Solution
Many instruments offer input-to-output isolation. Some isolation is better than none, but it’s important to understand exactly what you get with an instrument that offers only input-to-output isolation: All channels share a common ground that is isolated from power. There are no consequences to this if you connect only one channel to a multi-channel instrument. That single channel’s ground reference is free to float to any value within the isolation specification of the instrument without damage. However, connect a second channel at the same time and there could be some problems.
In particular, when using Channel-to-Earth Ground Isolation, channels of the device and the device's Earth ground are electrically isolated from one another. Channel-to-Earth isolation is represented in the Figure 1. Voltages of the isolated front end (Va-c ) are on the same bus; these voltages are not isolated from one another. Ve,d are on a separate bus and are isolated from the front end. This is the most fundamental type of isolation and this protection is covered by bank and channel-to-channel isolation. Channel-to-Earth Ground Isolation can also be thought of as Channel-to-Bus isolation with only one bank, as in the case of the NI PCI-6230 . Normally, this isolation type is present on NI 9000 series modules.

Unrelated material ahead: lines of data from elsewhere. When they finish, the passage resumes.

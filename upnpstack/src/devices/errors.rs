//! Erreurs relatives aux devices UPnP.

use thiserror::Error;

use crate::services::ScpdError;

/// Erreurs liées aux devices UPnP.
#[derive(Error, Debug)]
pub enum DeviceError {
    #[error("XML parse error: {0}")]
    Xml(#[from] xmltree::ParseError),

    #[error("XML write error: {0}")]
    XmlWrite(String),

    #[error("Not a device description (root element is {0})")]
    NotDeviceDescription(String),

    #[error("Missing {0} element")]
    MissingElement(String),

    /// Le configId de la description ne correspond pas à l'annonce
    #[error("configId mismatch: announced {announced}, description has {found}")]
    ConfigIdMismatch { announced: u32, found: u32 },

    /// L'UDN annoncé n'est pas décrit par le document
    #[error("UDN {0} is not described by the document")]
    UdnMismatch(String),

    #[error("Device type mismatch: announced {announced}, description has {found}")]
    DeviceTypeMismatch { announced: String, found: String },

    #[error("Invalid URL {0}")]
    InvalidUrl(String),

    #[error("Invalid service entry in device {0}")]
    InvalidService(String),

    /// Service déjà existant
    #[error("Service '{0}' already exists in device")]
    ServiceAlreadyExists(String),

    /// Device déjà existant
    #[error("Device '{0}' already exists")]
    DeviceAlreadyExists(String),

    /// Version invalide
    #[error("Device version must be > 0")]
    InvalidVersion,

    #[error("Unknown service {0}")]
    UnknownService(String),

    #[error("Service description error: {0}")]
    Scpd(#[from] ScpdError),
}
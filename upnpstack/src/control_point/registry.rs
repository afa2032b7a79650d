use std::collections::{HashMap, HashSet};
use std::net::IpAddr;
use std::sync::Arc;

use crate::devices::{DeviceView, DiscoveredDevice, HostedDevice};
use crate::identifier::{Identifier, ROOTDEVICE};
use crate::ssdp::Announcement;
use crate::tasks::TaskQueue;

/// Session counters wrap at 2^24.
pub const COUNTER_MODULO: u32 = 1 << 24;

pub(crate) fn next_counter(value: u32) -> u32 {
    (value + 1) % COUNTER_MODULO
}

/// Registry entry of one USN.
#[derive(Debug, Clone, PartialEq, Eq)]
pub struct UsnEntry {
    pub identifier: Identifier,
    pub ips: Vec<IpAddr>,
    pub ssdp_server_name: Option<String>,
    pub http_client_name: Option<String>,
    pub url_desc: Option<String>,
    pub url_desc_read: bool,
    pub bootid: Option<u32>,
    pub max_age: u32,
    pub managed: bool,
}

impl UsnEntry {
    pub(crate) fn add_ip(&mut self, ip: IpAddr) {
        if !self.ips.contains(&ip) {
            self.ips.push(ip);
        }
    }
}

/// Scheduled work of the control point.
#[derive(Debug, Clone, PartialEq, Eq)]
pub enum Task {
    /// Expiry of a discovered USN
    Delete { usn: String },
    /// SSDP announcement or search result to send
    DeliverEvent(Announcement),
    /// Fetch every queued description
    ReadUpnpDescs,
    /// Purge every USN of a vanished root device
    RemoveRootdevice { device: String },
    /// Periodic `ssdp:alive` of the hosted devices
    Reannounce,
}

#[derive(Default)]
pub(crate) struct CpState {
    pub usns: HashMap<String, UsnEntry>,
    /// device key -> root hosted device containing it
    pub managed_devices: HashMap<String, Arc<HostedDevice>>,
    /// device key -> USNs sharing it
    pub devices: HashMap<String, Vec<String>>,
    pub rootdevices: HashSet<String>,
    pub tasks: TaskQueue<Task>,
    pub bootid: u32,
    pub configid: u32,
    /// description URL -> USNs waiting for it
    pub upnp_desc_unread: HashMap<String, Vec<String>>,
    /// description URL -> parsed device
    pub remote_devices: HashMap<String, Arc<DiscoveredDevice>>,
    /// Hosts seen sending searches
    pub searchers: HashSet<IpAddr>,
}

impl CpState {
    pub fn insert_usn(&mut self, entry: UsnEntry) {
        let usn = entry.identifier.usn.clone();
        let device = entry.identifier.device.clone();
        if entry.identifier.is_rootdevice() {
            self.rootdevices.insert(device.clone());
        }
        let usns = self.devices.entry(device).or_default();
        if !usns.contains(&usn) {
            usns.push(usn.clone());
        }
        self.usns.insert(usn, entry);
    }

    /// Removes one USN and its back references.
    pub fn remove_usn(&mut self, usn: &str) -> Option<UsnEntry> {
        let entry = self.usns.remove(usn)?;
        let device = &entry.identifier.device;
        if let Some(usns) = self.devices.get_mut(device) {
            usns.retain(|u| u != usn);
            if usns.is_empty() {
                self.devices.remove(device);
                self.rootdevices.remove(device);
            }
        }
        self.tasks
            .remove_where(|t| matches!(t, Task::Delete { usn: u } if u == usn));
        for usns in self.upnp_desc_unread.values_mut() {
            usns.retain(|u| u != usn);
        }
        self.upnp_desc_unread.retain(|_, usns| !usns.is_empty());
        if let Some(url) = &entry.url_desc
            && !self
                .usns
                .values()
                .any(|e| e.url_desc.as_deref() == Some(url.as_str()))
        {
            self.remote_devices.remove(url);
        }
        Some(entry)
    }

    pub fn is_managed(&self, device: &str) -> bool {
        self.managed_devices.contains_key(device)
    }

    /// Distinct hosted root devices.
    pub fn managed_roots(&self) -> Vec<Arc<HostedDevice>> {
        let mut roots: Vec<Arc<HostedDevice>> = Vec::new();
        for root in self.managed_devices.values() {
            if !roots.iter().any(|r| Arc::ptr_eq(r, root)) {
                roots.push(root.clone());
            }
        }
        roots.sort_by(|a, b| a.udn().cmp(b.udn()));
        roots
    }

    /// Remote device described at the URL of `device`'s USNs.
    pub fn remote_device(&self, device: &str) -> Option<Arc<DiscoveredDevice>> {
        self.devices.get(device)?.iter().find_map(|usn| {
            let url = self.usns.get(usn)?.url_desc.as_ref()?;
            self.remote_devices.get(url).cloned()
        })
    }
}

/// `(NT, USN)` pairs announced for one hosted device.
///
/// The root device adds its `upnp:rootdevice` alias; service types are
/// announced once each.
pub(crate) fn device_notifications(device: &HostedDevice, is_root: bool) -> Vec<(String, String)> {
    let udn = device.udn();
    let mut notifications = Vec::new();
    if is_root {
        notifications.push((
            ROOTDEVICE.to_string(),
            Identifier::rootdevice_usn(udn),
        ));
    }
    notifications.push((format!("uuid:{}", udn), Identifier::build_usn(udn, None)));
    let device_type = device.device_type();
    notifications.push((
        device_type.clone(),
        Identifier::build_usn(udn, Some(device_type.as_str())),
    ));
    for service_type in device.unique_service_types() {
        let usn = Identifier::build_usn(udn, Some(service_type.as_str()));
        notifications.push((service_type, usn));
    }
    notifications
}

/// Notifications of a whole hosted tree, grouped per device.
pub(crate) fn tree_notifications(root: &HostedDevice) -> Vec<Vec<(String, String)>> {
    root.all_devices()
        .into_iter()
        .enumerate()
        .map(|(i, device)| device_notifications(device, i == 0))
        .collect()
}

#[cfg(test)]
mod tests {
    use super::*;
    use crate::devices::DeviceInfo;
    use crate::identifier::get_identifier;
    use crate::services::ServiceBuilder;

    fn entry(usn: &str) -> UsnEntry {
        UsnEntry {
            identifier: get_identifier(usn, None, None).unwrap(),
            ips: Vec::new(),
            ssdp_server_name: None,
            http_client_name: None,
            url_desc: Some("http://h/desc".to_string()),
            url_desc_read: false,
            bootid: None,
            max_age: 1800,
            managed: false,
        }
    }

    #[test]
    fn test_counters_wrap() {
        assert_eq!(next_counter(0), 1);
        assert_eq!(next_counter(COUNTER_MODULO - 1), 0);
    }

    #[test]
    fn test_insert_and_remove_keep_indexes() {
        let mut state = CpState::default();
        state.insert_usn(entry("uuid:AB-CD::upnp:rootdevice"));
        state.insert_usn(entry("uuid:ab-cd"));
        assert!(state.rootdevices.contains("abcd"));
        assert_eq!(state.devices["abcd"].len(), 2);

        state.remove_usn("uuid:AB-CD::upnp:rootdevice").unwrap();
        assert_eq!(state.devices["abcd"], vec!["uuid:ab-cd".to_string()]);
        state.remove_usn("uuid:ab-cd").unwrap();
        assert!(state.devices.is_empty());
        assert!(state.rootdevices.is_empty());
        assert!(state.remove_usn("uuid:ab-cd").is_none());
    }

    #[test]
    fn test_device_notifications() {
        let mut device = HostedDevice::new("MediaServer", 1, DeviceInfo::default())
            .unwrap()
            .with_udn("u1");
        for id in ["A", "B"] {
            device
                .add_service(
                    ServiceBuilder::new("urn:schemas-upnp-org:service:Same:1", id)
                        .build()
                        .unwrap(),
                )
                .unwrap();
        }
        let notifications = device_notifications(&device, true);
        let nts: Vec<&str> = notifications.iter().map(|(nt, _)| nt.as_str()).collect();
        assert_eq!(
            nts,
            vec![
                "upnp:rootdevice",
                "uuid:u1",
                "urn:schemas-upnp-org:device:MediaServer:1",
                "urn:schemas-upnp-org:service:Same:1",
            ]
        );
        assert_eq!(notifications[0].1, "uuid:u1::upnp:rootdevice");
        assert_eq!(device_notifications(&device, false).len(), 3);
    }
}
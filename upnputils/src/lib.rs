/// Utilitaires système pour la pile UPnP.
///
/// - [`guess_local_ip`] : devine l'adresse IP locale utilisée pour les connexions sortantes
/// - [`list_local_addresses`] : liste les adresses des interfaces réseau (hors loopback)
/// - [`get_os_string`] : nom et version du système, pour l'en-tête SSDP `SERVER`
mod ip_utils;

pub use ip_utils::{guess_local_ip, list_local_addresses};

/// Retourne une chaîne décrivant le système d'exploitation et sa version.
///
/// # Format
/// - macOS: "macOS/15.1"
/// - Linux: "Linux/6.5.0" ou "Ubuntu/22.04"
/// - Windows: "Windows/10.0.19045"
/// - Autre: "{OS}/Unknown"
///
/// Les caractères interdits dans un jeton `product/version` (espaces) sont
/// remplacés par des tirets, le résultat est directement utilisable dans un
/// en-tête `SERVER`.
pub fn get_os_string() -> String {
    let info = os_info::get();
    let os_type = format!("{:?}", info.os_type()).replace(' ', "-");

    let version = info.version();
    if version != &os_info::Version::Unknown {
        format!("{}/{}", os_type, version.to_string().replace(' ', "-"))
    } else {
        format!("{}/Unknown", os_type)
    }
}

#[cfg(test)]
mod tests {
    use super::*;

    #[test]
    fn test_os_string_has_product_and_version() {
        let os = get_os_string();
        let (product, version) = os.split_once('/').expect("product/version");
        assert!(!product.is_empty());
        assert!(!version.is_empty());
        assert!(!os.contains(' '));
    }
}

Note: For the following diagrams, the diagonal hash marks indicate the isolation barrier, this separates circuitry. The transformer symbols represent electromagnetic isolation used to couple a signal across the isolation barrier by generating an electromagnetic field proportional to the electrical signal.
Measured signals will almost inevitably include some amount of noise or unwanted signal from the surrounding environment (crosstalk). Proper shielding and connections can reduce the effect of crosstalk between channels and other noise from the environment.
As example, measuring a 1 V signal using the NI-9215 (BNC), which has channel-to-earth ground isolation and crosstalk of -80 dB means that the maximum unwanted singal due to surrounded channels is 0.1 mV.